Allen Ottis Brooner was a football and basketball star at Dale High School in Dale, Indiana, population 763.
He was quarterback of the school’s six-man football team and was named an all-star twice in the Pocket Athletic Conference. The team went 7-1 his senior year of 1939, including a 60-36 victory over Boonville in which Brooner scored four touchdowns.
He also played basketball all four years and was on the staff of the school newspaper and yearbook.
Mr. Brooner, born June 11, 1922, was the son of Ottis I. Brooner, editor and later publisher of the Dale newspaper in southwest Indiana, and Mary Painter Brooner, a homemaker.
The son left Dale to enlist in the Navy on Sept. 25, 1940, and was a seaman first class on the U.S.S. Arizona when he was killed in the Japanese attack on Pearl Harbor on Dec. 7, 1941.
When he was first reported as missing in action, the sports columnist for an Indianapolis newspaper described him as “one of southern Indiana’s most brilliant high school athletes.” The newspaper in Rockport later created the Brooner Award, given to a basketball player who “showed mental attitude and the value to team.”
At the request of Dale students, classes were dismissed on Jan. 1, 1942, so they could follow President Roosevelt’s proclamation that the new year begin with “a thoughtful and prayerful attitude toward our present situation.” The students said they also wanted to pay tribute to their classmate.
Women from Dale banded together to make a blanket in Mr. Brooner’s memory. They sent it to the Naval Hospital at Pearl Harbor.
There is a cenotaph at the Dale Cemetery in Mr. Brooner’s memory. His parents are buried there.

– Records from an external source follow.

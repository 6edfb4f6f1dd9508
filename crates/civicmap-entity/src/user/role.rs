//! User role enumeration.

use serde::{Deserialize, Serialize};
use std::fmt;
use std::str::FromStr;

/// Account types on the platform.
#[derive(Debug, Clone, Copy, PartialEq, Eq, Hash, Serialize, Deserialize, sqlx::Type)]
#[sqlx(type_name = "user_role", rename_all = "lowercase")]
#[serde(rename_all = "lowercase")]
pub enum UserRole {
    /// A citizen reporting incidents.
    Citizen,
    /// An elected official or organisation member triaging incidents.
    Elu,
    /// Platform administrator.
    Admin,
}

impl UserRole {
    /// Check if this role is an admin.
    pub fn is_admin(&self) -> bool {
        matches!(self, Self::Admin)
    }

    /// Return the role as a lowercase string.
    pub fn as_str(&self) -> &'static str {
        match self {
            Self::Citizen => "citizen",
            Self::Elu => "elu",
            Self::Admin => "admin",
        }
    }
}

impl fmt::Display for UserRole {
    fn fmt(&self, f: &mut fmt::Formatter<'_>) -> fmt::Result {
        write!(f, "{}", self.as_str())
    }
}

impl FromStr for UserRole {
    type Err = civicmap_core::AppError;

    fn from_str(s: &str) -> Result<Self, Self::Err> {
        match s.to_lowercase().as_str() {
            "citizen" => Ok(Self::Citizen),
            "elu" => Ok(Self::Elu),
            "admin" => Ok(Self::Admin),
            _ => Err(civicmap_core::AppError::validation(format!(
                "Invalid user role: '{s}'. Expected one of: citizen, elu, admin"
            ))),
        }
    }
}

#[cfg(test)]
mod tests {
    use super::*;

    #[test]
    fn test_from_str() {
        assert_eq!("elu".parse::<UserRole>().unwrap(), UserRole::Elu);
        assert_eq!("ADMIN".parse::<UserRole>().unwrap(), UserRole::Admin);
        assert!("mayor".parse::<UserRole>().is_err());
    }
}
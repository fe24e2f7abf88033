//! Persistent storage

pub mod database;

pub use database::SqliteVectorStore;
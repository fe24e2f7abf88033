//! RAG Server binary
//!
//! Run with: cargo run -p remind-rag --bin remind-rag-server [config.toml]

use remind_rag::{config::RagConfig, server::RagServer};
use std::path::PathBuf;
use tracing_subscriber::{layer::SubscriberExt, util::SubscriberInitExt};

#[tokio::main]
async fn main() -> anyhow::Result<()> {
    // Initialize tracing
    tracing_subscriber::registry()
        .with(
            tracing_subscriber::EnvFilter::try_from_default_env()
                .unwrap_or_else(|_| "remind_rag=info,tower_http=debug".into()),
        )
        .with(tracing_subscriber::fmt::layer())
        .init();

    let config_path = std::env::args().nth(1).map(PathBuf::from);
    let config = RagConfig::load(config_path.as_deref())?;
    config.validate()?;

    tracing::info!("Configuration loaded");
    tracing::info!("  - Backend: {:?}", config.backend);
    tracing::info!("  - Embedding model: {}", config.embeddings.model);
    tracing::info!("  - Embedding dimensions: {}", config.embeddings.dimensions);
    tracing::info!("  - LLM model: {}", config.llm.generate_model);
    tracing::info!(
        "  - Chunk size: {} (overlap {})",
        config.chunking.chunk_size,
        config.chunking.chunk_overlap
    );
    tracing::info!("  - Top k: {}", config.retrieval.top_k);

    let server = RagServer::new(config).await?;

    println!("\nServer starting...");
    println!("  API: http://{}", server.address());
    println!("  Health: http://{}/health", server.address());
    println!("\nEndpoints:");
    println!("  POST   /api/documents     - Upload a .txt file");
    println!("  GET    /api/documents     - List documents");
    println!("  DELETE /api/documents/:id - Delete a document");
    println!("  POST   /api/query         - Ask a question");
    println!("\nPress Ctrl+C to stop\n");

    server.start().await?;

    Ok(())
}
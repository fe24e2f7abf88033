//! Recursive text chunking with overlap
//!
//! Text is cut at the coarsest boundary that occurs in it (paragraph, line,
//! sentence, word, then single character). Pieces small enough are merged
//! greedily into chunks of at most `chunk_size` characters; pieces that are
//! still too long are split again at the next finer boundary. Consecutive
//! chunks share up to `overlap` characters of whole pieces.

use std::collections::VecDeque;

use crate::config::ChunkingConfig;

/// Places where text may be cut, coarsest first
#[derive(Debug, Clone, Copy, PartialEq, Eq)]
enum Boundary {
    Paragraph,
    Line,
    Sentence,
    Word,
    Character,
}

const BOUNDARIES: [Boundary; 5] = [
    Boundary::Paragraph,
    Boundary::Line,
    Boundary::Sentence,
    Boundary::Word,
    Boundary::Character,
];

impl Boundary {
    fn occurs_in(self, text: &str) -> bool {
        match self {
            Boundary::Paragraph => text.contains("\n\n"),
            Boundary::Line => text.contains('\n'),
            Boundary::Sentence => !sentence_ends(text).is_empty(),
            Boundary::Word => text.contains(' '),
            Boundary::Character => !text.is_empty(),
        }
    }

    /// Split `text` into pieces, each ending with the separator that closed it.
    /// Concatenating the pieces gives back `text`.
    fn split(self, text: &str) -> Vec<&str> {
        let cuts: Vec<usize> = match self {
            Boundary::Paragraph => text.match_indices("\n\n").map(|(i, _)| i + 2).collect(),
            Boundary::Line => text.match_indices('\n').map(|(i, _)| i + 1).collect(),
            Boundary::Sentence => sentence_ends(text),
            Boundary::Word => text.match_indices(' ').map(|(i, _)| i + 1).collect(),
            Boundary::Character => {
                return text
                    .char_indices()
                    .map(|(i, c)| &text[i..i + c.len_utf8()])
                    .collect();
            }
        };

        let mut pieces = Vec::with_capacity(cuts.len() + 1);
        let mut start = 0;
        for cut in cuts {
            if cut > start {
                pieces.push(&text[start..cut]);
                start = cut;
            }
        }
        if start < text.len() {
            pieces.push(&text[start..]);
        }
        pieces
    }
}

/// Byte offsets just past each `.`, `!` or `?` that is followed by a space
fn sentence_ends(text: &str) -> Vec<usize> {
    text.as_bytes()
        .windows(2)
        .enumerate()
        .filter(|(_, w)| matches!(w[0], b'.' | b'!' | b'?') && w[1] == b' ')
        .map(|(i, _)| i + 2)
        .collect()
}

fn char_len(text: &str) -> usize {
    text.chars().count()
}

/// Text chunker with configurable size and overlap
#[derive(Debug, Clone)]
pub struct TextChunker {
    /// Maximum chunk size in characters
    chunk_size: usize,
    /// Target overlap between consecutive chunks
    overlap: usize,
}

impl Default for TextChunker {
    fn default() -> Self {
        Self::from_config(&ChunkingConfig::default())
    }
}

impl TextChunker {
    /// Create a new chunker; overlap is clamped below the chunk size
    pub fn new(chunk_size: usize, overlap: usize) -> Self {
        let chunk_size = chunk_size.max(1);
        Self {
            chunk_size,
            overlap: overlap.min(chunk_size - 1),
        }
    }

    pub fn from_config(config: &ChunkingConfig) -> Self {
        Self::new(config.chunk_size, config.chunk_overlap)
    }

    pub fn chunk_size(&self) -> usize {
        self.chunk_size
    }

    pub fn overlap(&self) -> usize {
        self.overlap
    }

    /// Split text into trimmed, non-empty chunks in source order
    pub fn chunk(&self, text: &str) -> Vec<String> {
        let trimmed = text.trim();
        if trimmed.is_empty() {
            return Vec::new();
        }
        if char_len(trimmed) <= self.chunk_size {
            return vec![trimmed.to_string()];
        }

        self.split_recursive(trimmed, &BOUNDARIES)
    }

    fn split_recursive(&self, text: &str, boundaries: &[Boundary]) -> Vec<String> {
        let Some(pos) = boundaries.iter().position(|b| b.occurs_in(text)) else {
            return Self::finish(text).into_iter().collect();
        };
        let boundary = boundaries[pos];
        let finer = &boundaries[pos + 1..];

        let mut chunks = Vec::new();
        let mut pending: Vec<&str> = Vec::new();

        for piece in boundary.split(text) {
            if char_len(piece) <= self.chunk_size {
                pending.push(piece);
                continue;
            }

            if !pending.is_empty() {
                chunks.extend(self.merge(&pending));
                pending.clear();
            }
            if finer.is_empty() {
                chunks.extend(Self::finish(piece));
            } else {
                chunks.extend(self.split_recursive(piece, finer));
            }
        }

        if !pending.is_empty() {
            chunks.extend(self.merge(&pending));
        }
        chunks
    }

    /// Greedily pack pieces (each at most `chunk_size` long) into chunks,
    /// carrying trailing pieces forward as overlap
    fn merge(&self, pieces: &[&str]) -> Vec<String> {
        let mut chunks = Vec::new();
        let mut window: VecDeque<(&str, usize)> = VecDeque::new();
        let mut total = 0usize;

        for &piece in pieces {
            let len = char_len(piece);

            if total + len > self.chunk_size && !window.is_empty() {
                chunks.extend(Self::finish_window(&window));

                while total > self.overlap || (total + len > self.chunk_size && total > 0) {
                    match window.pop_front() {
                        Some((_, dropped)) => total -= dropped,
                        None => break,
                    }
                }
            }

            window.push_back((piece, len));
            total += len;
        }

        chunks.extend(Self::finish_window(&window));
        chunks
    }

    fn finish_window(window: &VecDeque<(&str, usize)>) -> Option<String> {
        let joined: String = window.iter().map(|(piece, _)| *piece).collect();
        Self::finish(&joined)
    }

    fn finish(text: &str) -> Option<String> {
        let trimmed = text.trim();
        (!trimmed.is_empty()).then(|| trimmed.to_string())
    }
}
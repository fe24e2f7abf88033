//! Document upload, listing and deletion endpoints

use axum::{
    extract::{
        multipart::MultipartRejection,
        rejection::PathRejection,
        Multipart, Path, State,
    },
    http::StatusCode,
    Json,
};
use uuid::Uuid;

use crate::error::{Error, Result};
use crate::ingestion::decode_text_upload;
use crate::server::state::AppState;
use crate::types::{DeleteResponse, DocumentSummary, IngestResult};

/// POST /api/documents - Upload one plain-text file (multipart field `file`)
pub async fn upload_document(
    State(state): State<AppState>,
    multipart: std::result::Result<Multipart, MultipartRejection>,
) -> Result<(StatusCode, Json<IngestResult>)> {
    let mut multipart =
        multipart.map_err(|e| Error::validation(format!("Expected a multipart upload: {}", e)))?;

    while let Some(field) = multipart
        .next_field()
        .await
        .map_err(|e| Error::validation(format!("Failed to read multipart field: {}", e)))?
    {
        if field.name() != Some("file") {
            continue;
        }

        let filename = field
            .file_name()
            .map(|s| s.to_string())
            .unwrap_or_else(|| "upload.txt".to_string());
        let content_type = field.content_type().map(|s| s.to_string());

        let data = field
            .bytes()
            .await
            .map_err(|e| Error::validation(format!("Failed to read file: {}", e)))?;

        tracing::info!("Processing file: {} ({} bytes)", filename, data.len());

        let text = decode_text_upload(&filename, content_type.as_deref(), data.to_vec())?;
        let result = state.pipeline().ingest(&text, &filename).await?;

        return Ok((StatusCode::CREATED, Json(result)));
    }

    Err(Error::validation("No file uploaded"))
}

/// GET /api/documents - List all documents, newest first
pub async fn list_documents(State(state): State<AppState>) -> Result<Json<Vec<DocumentSummary>>> {
    Ok(Json(state.pipeline().list_documents().await?))
}

/// DELETE /api/documents/:id - Delete a document and its chunks
pub async fn delete_document(
    State(state): State<AppState>,
    id: std::result::Result<Path<Uuid>, PathRejection>,
) -> Result<Json<DeleteResponse>> {
    // An id that is not a UUID cannot name a stored document
    let Path(id) = id.map_err(|_| Error::NotFound("invalid document id".to_string()))?;

    if !state.pipeline().delete_document(&id).await? {
        return Err(Error::NotFound(id.to_string()));
    }

    Ok(Json(DeleteResponse { deleted: true }))
}
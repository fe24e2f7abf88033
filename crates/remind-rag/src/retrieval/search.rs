//! Cosine similarity and top-k selection shared by every index backend

use std::cmp::Ordering;

/// Cosine similarity of two equal-length vectors, clamped to [-1, 1].
///
/// Returns 0.0 when either vector has zero norm.
pub fn cosine_similarity(a: &[f32], b: &[f32]) -> f32 {
    debug_assert_eq!(a.len(), b.len());

    let mut dot = 0.0f64;
    let mut norm_a = 0.0f64;
    let mut norm_b = 0.0f64;
    for (&x, &y) in a.iter().zip(b) {
        let (x, y) = (f64::from(x), f64::from(y));
        dot += x * y;
        norm_a += x * x;
        norm_b += y * y;
    }

    if norm_a == 0.0 || norm_b == 0.0 {
        return 0.0;
    }
    (dot / (norm_a.sqrt() * norm_b.sqrt())).clamp(-1.0, 1.0) as f32
}

/// Keep the `k` best of `(item, chunk_id, similarity)` triples.
///
/// Highest similarity first; equal similarities are ordered by ascending
/// chunk ID, which is insertion order.
pub fn select_top_k<T>(mut scored: Vec<(T, i64, f32)>, k: usize) -> Vec<(T, f32)> {
    if k == 0 {
        return Vec::new();
    }

    scored.sort_by(|a, b| match b.2.total_cmp(&a.2) {
        Ordering::Equal => a.1.cmp(&b.1),
        other => other,
    });
    scored.truncate(k);
    scored.into_iter().map(|(item, _, sim)| (item, sim)).collect()
}

#[cfg(test)]
mod tests {
    use super::*;

    #[test]
    fn test_cosine_basics() {
        assert!((cosine_similarity(&[1.0, 0.0], &[1.0, 0.0]) - 1.0).abs() < 1e-6);
        assert!(cosine_similarity(&[1.0, 0.0], &[0.0, 1.0]).abs() < 1e-6);
        assert!((cosine_similarity(&[1.0, 0.0], &[-1.0, 0.0]) + 1.0).abs() < 1e-6);
        assert!((cosine_similarity(&[2.0, 0.0], &[5.0, 0.0]) - 1.0).abs() < 1e-6);
    }

    #[test]
    fn test_cosine_zero_vector() {
        assert_eq!(cosine_similarity(&[0.0, 0.0], &[1.0, 0.0]), 0.0);
    }

    #[test]
    fn test_select_orders_and_truncates() {
        let scored = vec![("a", 1, 0.2), ("b", 2, 0.9), ("c", 3, 0.5)];
        let top = select_top_k(scored, 2);
        assert_eq!(top, vec![("b", 0.9), ("c", 0.5)]);
    }

    #[test]
    fn test_ties_keep_insertion_order() {
        let scored = vec![("late", 7, 0.5), ("early", 3, 0.5), ("mid", 5, 0.5)];
        let top = select_top_k(scored, 3);
        let names: Vec<_> = top.iter().map(|(n, _)| *n).collect();
        assert_eq!(names, vec!["early", "mid", "late"]);
    }

    #[test]
    fn test_k_zero_and_short_input() {
        assert!(select_top_k(vec![("a", 1, 0.1)], 0).is_empty());
        assert_eq!(select_top_k(vec![("a", 1, 0.1)], 5).len(), 1);
    }
}
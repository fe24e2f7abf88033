//! Embedding orchestration: normalization and batched provider calls

mod embedder;
mod normalize;

pub use embedder::Embedder;
pub use normalize::{l2_norm, l2_normalize, l2_normalize_in_place};
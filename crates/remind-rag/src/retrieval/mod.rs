//! Exact nearest-neighbour retrieval

pub mod memory;
pub mod search;

pub use memory::InMemoryVectorStore;
pub use search::{cosine_similarity, select_top_k};
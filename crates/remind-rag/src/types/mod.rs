//! Core types for the RAG pipeline

pub mod document;
pub mod query;
pub mod response;

pub use document::{Chunk, Document, DocumentSummary, NewChunk};
pub use query::QueryRequest;
pub use response::{DeleteResponse, IngestResult, QueryResult, RetrievedSource};
//! Application state for the RAG server

use std::sync::Arc;

use crate::config::{BackendProvider, RagConfig, StorageBackend};
use crate::error::Result;
use crate::pipeline::RagPipeline;
use crate::providers::{
    EmbeddingProvider, GeminiClient, LlmProvider, OllamaClient, VectorStoreProvider,
};
use crate::retrieval::InMemoryVectorStore;
use crate::storage::SqliteVectorStore;

/// Shared application state
#[derive(Clone)]
pub struct AppState {
    inner: Arc<AppStateInner>,
}

struct AppStateInner {
    config: RagConfig,
    pipeline: RagPipeline,
}

impl AppState {
    /// Construct providers and the index from configuration
    pub async fn new(config: RagConfig) -> Result<Self> {
        tracing::info!(
            "Initializing RAG application state (backend: {:?}, storage: {:?})...",
            config.backend,
            config.storage.backend
        );

        let (embedding_provider, llm_provider): (Arc<dyn EmbeddingProvider>, Arc<dyn LlmProvider>) =
            match config.backend {
                BackendProvider::Gemini => {
                    let client = Arc::new(GeminiClient::new(&config.llm, &config.embeddings)?);
                    (client.clone() as Arc<dyn EmbeddingProvider>, client as Arc<dyn LlmProvider>)
                }
                BackendProvider::Ollama => {
                    let client = Arc::new(OllamaClient::new(&config.llm, &config.embeddings)?);
                    (client.clone() as Arc<dyn EmbeddingProvider>, client as Arc<dyn LlmProvider>)
                }
            };

        let store: Arc<dyn VectorStoreProvider> = match config.storage.backend {
            StorageBackend::Sqlite => {
                tracing::info!("Opening index at {}", config.storage.database_path.display());
                Arc::new(SqliteVectorStore::new(&config.storage.database_path)?)
            }
            StorageBackend::Memory => Arc::new(InMemoryVectorStore::new()),
        };

        tracing::info!(
            "Providers ready: embeddings={}, llm={} ({}), index={}",
            embedding_provider.name(),
            llm_provider.name(),
            llm_provider.model(),
            store.name()
        );

        let pipeline = RagPipeline::from_config(&config, embedding_provider, llm_provider, store);
        Ok(Self::from_pipeline(config, pipeline))
    }

    /// Wrap an already assembled pipeline
    pub fn from_pipeline(config: RagConfig, pipeline: RagPipeline) -> Self {
        Self {
            inner: Arc::new(AppStateInner { config, pipeline }),
        }
    }

    pub fn config(&self) -> &RagConfig {
        &self.inner.config
    }

    pub fn pipeline(&self) -> &RagPipeline {
        &self.inner.pipeline
    }

    /// Whether the index can serve requests
    pub async fn is_ready(&self) -> bool {
        match self.inner.pipeline.store().health_check().await {
            Ok(healthy) => healthy,
            Err(e) => {
                tracing::warn!("Index health check failed: {}", e);
                false
            }
        }
    }
}
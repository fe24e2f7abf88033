//! SQLite database for persistent documents, chunks and embeddings
//!
//! Embeddings are stored as JSON arrays next to their chunk. Search is an
//! exact scan: every vector is loaded and scored with cosine similarity.

use async_trait::async_trait;
use chrono::{DateTime, Utc};
use parking_lot::Mutex;
use rusqlite::{params, Connection, OptionalExtension};
use std::path::Path;
use std::sync::Arc;
use uuid::Uuid;

use crate::error::{Error, Result};
use crate::providers::vector_store::{VectorSearchResult, VectorStoreProvider};
use crate::retrieval::search::{cosine_similarity, select_top_k};
use crate::types::{Chunk, Document, DocumentSummary, NewChunk};

/// SQLite-based retrieval index
#[derive(Clone)]
pub struct SqliteVectorStore {
    conn: Arc<Mutex<Connection>>,
}

impl SqliteVectorStore {
    /// Create or open the database at the given path
    pub fn new<P: AsRef<Path>>(path: P) -> Result<Self> {
        if let Some(parent) = path.as_ref().parent() {
            if !parent.as_os_str().is_empty() {
                std::fs::create_dir_all(parent)?;
            }
        }

        let conn = Connection::open(path)
            .map_err(|e| Error::store(format!("Failed to open database: {}", e)))?;

        let db = Self {
            conn: Arc::new(Mutex::new(conn)),
        };

        db.migrate()?;
        Ok(db)
    }

    /// Create an in-memory database
    pub fn in_memory() -> Result<Self> {
        let conn = Connection::open_in_memory()
            .map_err(|e| Error::store(format!("Failed to open in-memory database: {}", e)))?;

        let db = Self {
            conn: Arc::new(Mutex::new(conn)),
        };

        db.migrate()?;
        Ok(db)
    }

    /// Run database migrations
    fn migrate(&self) -> Result<()> {
        let conn = self.conn.lock();

        conn.execute_batch(
            r#"
            PRAGMA journal_mode=WAL;
            PRAGMA synchronous=NORMAL;
            PRAGMA foreign_keys=ON;
        "#,
        )
        .map_err(|e| Error::store(format!("Failed to set pragmas: {}", e)))?;

        conn.execute_batch(
            r#"
            CREATE TABLE IF NOT EXISTS documents (
                id TEXT PRIMARY KEY,
                filename TEXT NOT NULL,
                content TEXT NOT NULL,
                uploaded_at TEXT NOT NULL
            );

            CREATE INDEX IF NOT EXISTS idx_documents_uploaded_at ON documents(uploaded_at);

            CREATE TABLE IF NOT EXISTS chunks (
                id INTEGER PRIMARY KEY AUTOINCREMENT,
                document_id TEXT NOT NULL,
                chunk_index INTEGER NOT NULL,
                content TEXT NOT NULL,
                embedding TEXT NOT NULL,
                FOREIGN KEY (document_id) REFERENCES documents(id) ON DELETE CASCADE,
                UNIQUE(document_id, chunk_index)
            );

            CREATE INDEX IF NOT EXISTS idx_chunks_document_id ON chunks(document_id);
        "#,
        )
        .map_err(|e| Error::store(format!("Failed to run migrations: {}", e)))?;

        Ok(())
    }

    /// Insert a document and its chunks in one transaction
    pub fn insert_document_sync(
        &self,
        document: &Document,
        chunks: &[NewChunk],
    ) -> Result<Vec<i64>> {
        let mut conn = self.conn.lock();
        let tx = conn.transaction()?;

        tx.execute(
            "INSERT INTO documents (id, filename, content, uploaded_at) VALUES (?1, ?2, ?3, ?4)",
            params![
                document.id.to_string(),
                document.filename,
                document.content,
                document.uploaded_at,
            ],
        )?;

        let mut ids = Vec::with_capacity(chunks.len());
        {
            let mut stmt = tx.prepare(
                "INSERT INTO chunks (document_id, chunk_index, content, embedding) \
                 VALUES (?1, ?2, ?3, ?4)",
            )?;
            for chunk in chunks {
                let embedding = serde_json::to_string(&chunk.embedding)
                    .map_err(|e| Error::store(format!("Failed to encode embedding: {}", e)))?;
                stmt.execute(params![
                    document.id.to_string(),
                    chunk.chunk_index,
                    chunk.content,
                    embedding,
                ])?;
                ids.push(tx.last_insert_rowid());
            }
        }

        tx.commit()?;
        Ok(ids)
    }

    /// Score every stored chunk against the query and keep the best `top_k`
    pub fn top_k_sync(
        &self,
        query_embedding: &[f32],
        top_k: usize,
    ) -> Result<Vec<VectorSearchResult>> {
        if top_k == 0 {
            return Ok(Vec::new());
        }

        let conn = self.conn.lock();
        let mut stmt = conn.prepare(
            r#"
            SELECT c.id, c.document_id, c.chunk_index, c.content, c.embedding, d.filename
            FROM chunks c
            JOIN documents d ON d.id = c.document_id
            "#,
        )?;

        let rows = stmt.query_map([], |row| {
            Ok((
                row.get::<_, i64>(0)?,
                row.get::<_, String>(1)?,
                row.get::<_, u32>(2)?,
                row.get::<_, String>(3)?,
                row.get::<_, String>(4)?,
                row.get::<_, String>(5)?,
            ))
        })?;

        let mut scored = Vec::new();
        for row in rows {
            let (id, document_id, chunk_index, content, embedding, filename) = row?;
            let embedding: Vec<f32> = serde_json::from_str(&embedding)
                .map_err(|e| Error::store(format!("Corrupt embedding for chunk {}: {}", id, e)))?;
            if embedding.len() != query_embedding.len() {
                return Err(Error::store(format!(
                    "Query has {} dimensions but chunk {} has {}",
                    query_embedding.len(),
                    id,
                    embedding.len()
                )));
            }

            let similarity = cosine_similarity(query_embedding, &embedding);
            let chunk = Chunk {
                id,
                document_id: parse_uuid(&document_id)?,
                chunk_index,
                content,
            };
            scored.push(((chunk, filename), id, similarity));
        }

        Ok(select_top_k(scored, top_k)
            .into_iter()
            .map(|((chunk, filename), similarity)| VectorSearchResult {
                chunk,
                filename,
                similarity,
            })
            .collect())
    }

    /// All documents with chunk counts, newest first
    pub fn list_documents_sync(&self) -> Result<Vec<DocumentSummary>> {
        let conn = self.conn.lock();
        let mut stmt = conn.prepare(
            r#"
            SELECT d.id, d.filename, d.uploaded_at, COUNT(c.id)
            FROM documents d
            LEFT JOIN chunks c ON c.document_id = d.id
            GROUP BY d.id
            ORDER BY d.uploaded_at DESC, d.rowid DESC
            "#,
        )?;

        let rows = stmt.query_map([], |row| {
            Ok((
                row.get::<_, String>(0)?,
                row.get::<_, String>(1)?,
                row.get::<_, DateTime<Utc>>(2)?,
                row.get::<_, i64>(3)?,
            ))
        })?;

        let mut summaries = Vec::new();
        for row in rows {
            let (id, filename, uploaded_at, chunk_count) = row?;
            summaries.push(DocumentSummary {
                id: parse_uuid(&id)?,
                filename,
                uploaded_at,
                chunk_count: chunk_count as usize,
            });
        }
        Ok(summaries)
    }

    /// Get a document by ID
    pub fn get_document_sync(&self, id: &Uuid) -> Result<Option<Document>> {
        let conn = self.conn.lock();
        let row = conn
            .query_row(
                "SELECT filename, content, uploaded_at FROM documents WHERE id = ?1",
                params![id.to_string()],
                |row| {
                    Ok(Document {
                        id: *id,
                        filename: row.get(0)?,
                        content: row.get(1)?,
                        uploaded_at: row.get(2)?,
                    })
                },
            )
            .optional()?;
        Ok(row)
    }

    /// Delete a document; chunks go with it
    pub fn delete_document_sync(&self, id: &Uuid) -> Result<bool> {
        let conn = self.conn.lock();
        let deleted = conn.execute("DELETE FROM documents WHERE id = ?1", params![id.to_string()])?;
        Ok(deleted > 0)
    }

    /// Total number of chunks
    pub fn chunk_count_sync(&self) -> Result<usize> {
        let conn = self.conn.lock();
        let count: i64 = conn.query_row("SELECT COUNT(*) FROM chunks", [], |row| row.get(0))?;
        Ok(count as usize)
    }

    /// Run a sync operation on the blocking pool
    async fn blocking<F, T>(&self, f: F) -> Result<T>
    where
        F: FnOnce(&SqliteVectorStore) -> Result<T> + Send + 'static,
        T: Send + 'static,
    {
        let store = self.clone();
        tokio::task::spawn_blocking(move || f(&store))
            .await
            .map_err(|e| Error::Internal(format!("Task join error: {}", e)))?
    }
}

fn parse_uuid(raw: &str) -> Result<Uuid> {
    Uuid::parse_str(raw).map_err(|e| Error::store(format!("Corrupt document id '{}': {}", raw, e)))
}

#[async_trait]
impl VectorStoreProvider for SqliteVectorStore {
    async fn insert_document(
        &self,
        document: &Document,
        chunks: Vec<NewChunk>,
    ) -> Result<Vec<i64>> {
        let document = document.clone();
        self.blocking(move |store| store.insert_document_sync(&document, &chunks))
            .await
    }

    async fn top_k(
        &self,
        query_embedding: &[f32],
        top_k: usize,
    ) -> Result<Vec<VectorSearchResult>> {
        let query = query_embedding.to_vec();
        self.blocking(move |store| store.top_k_sync(&query, top_k)).await
    }

    async fn list_documents(&self) -> Result<Vec<DocumentSummary>> {
        self.blocking(|store| store.list_documents_sync()).await
    }

    async fn get_document(&self, id: &Uuid) -> Result<Option<Document>> {
        let id = *id;
        self.blocking(move |store| store.get_document_sync(&id)).await
    }

    async fn delete_document(&self, id: &Uuid) -> Result<bool> {
        let id = *id;
        self.blocking(move |store| store.delete_document_sync(&id)).await
    }

    async fn len(&self) -> Result<usize> {
        self.blocking(|store| store.chunk_count_sync()).await
    }

    async fn health_check(&self) -> Result<bool> {
        self.blocking(|store| {
            let conn = store.conn.lock();
            Ok(conn.query_row("SELECT 1", [], |row| row.get::<_, i64>(0))? == 1)
        })
        .await
    }

    fn name(&self) -> &str {
        "sqlite"
    }
}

Sources: The Dale (Indiana) News; the Indianapoli Star; Evansville (Indiana) Press; 1939 Dale High School yearbook; Navy muster roll; Census; “If It Feels like Leather, Shoot It,” by Richard Hyatt, copyright 2015; cenotaph at Dale Cemetery. Navy photo. This profile was researched and written on behalf of the U.S.S. Arizona Mall Memorial at the University of Arizona.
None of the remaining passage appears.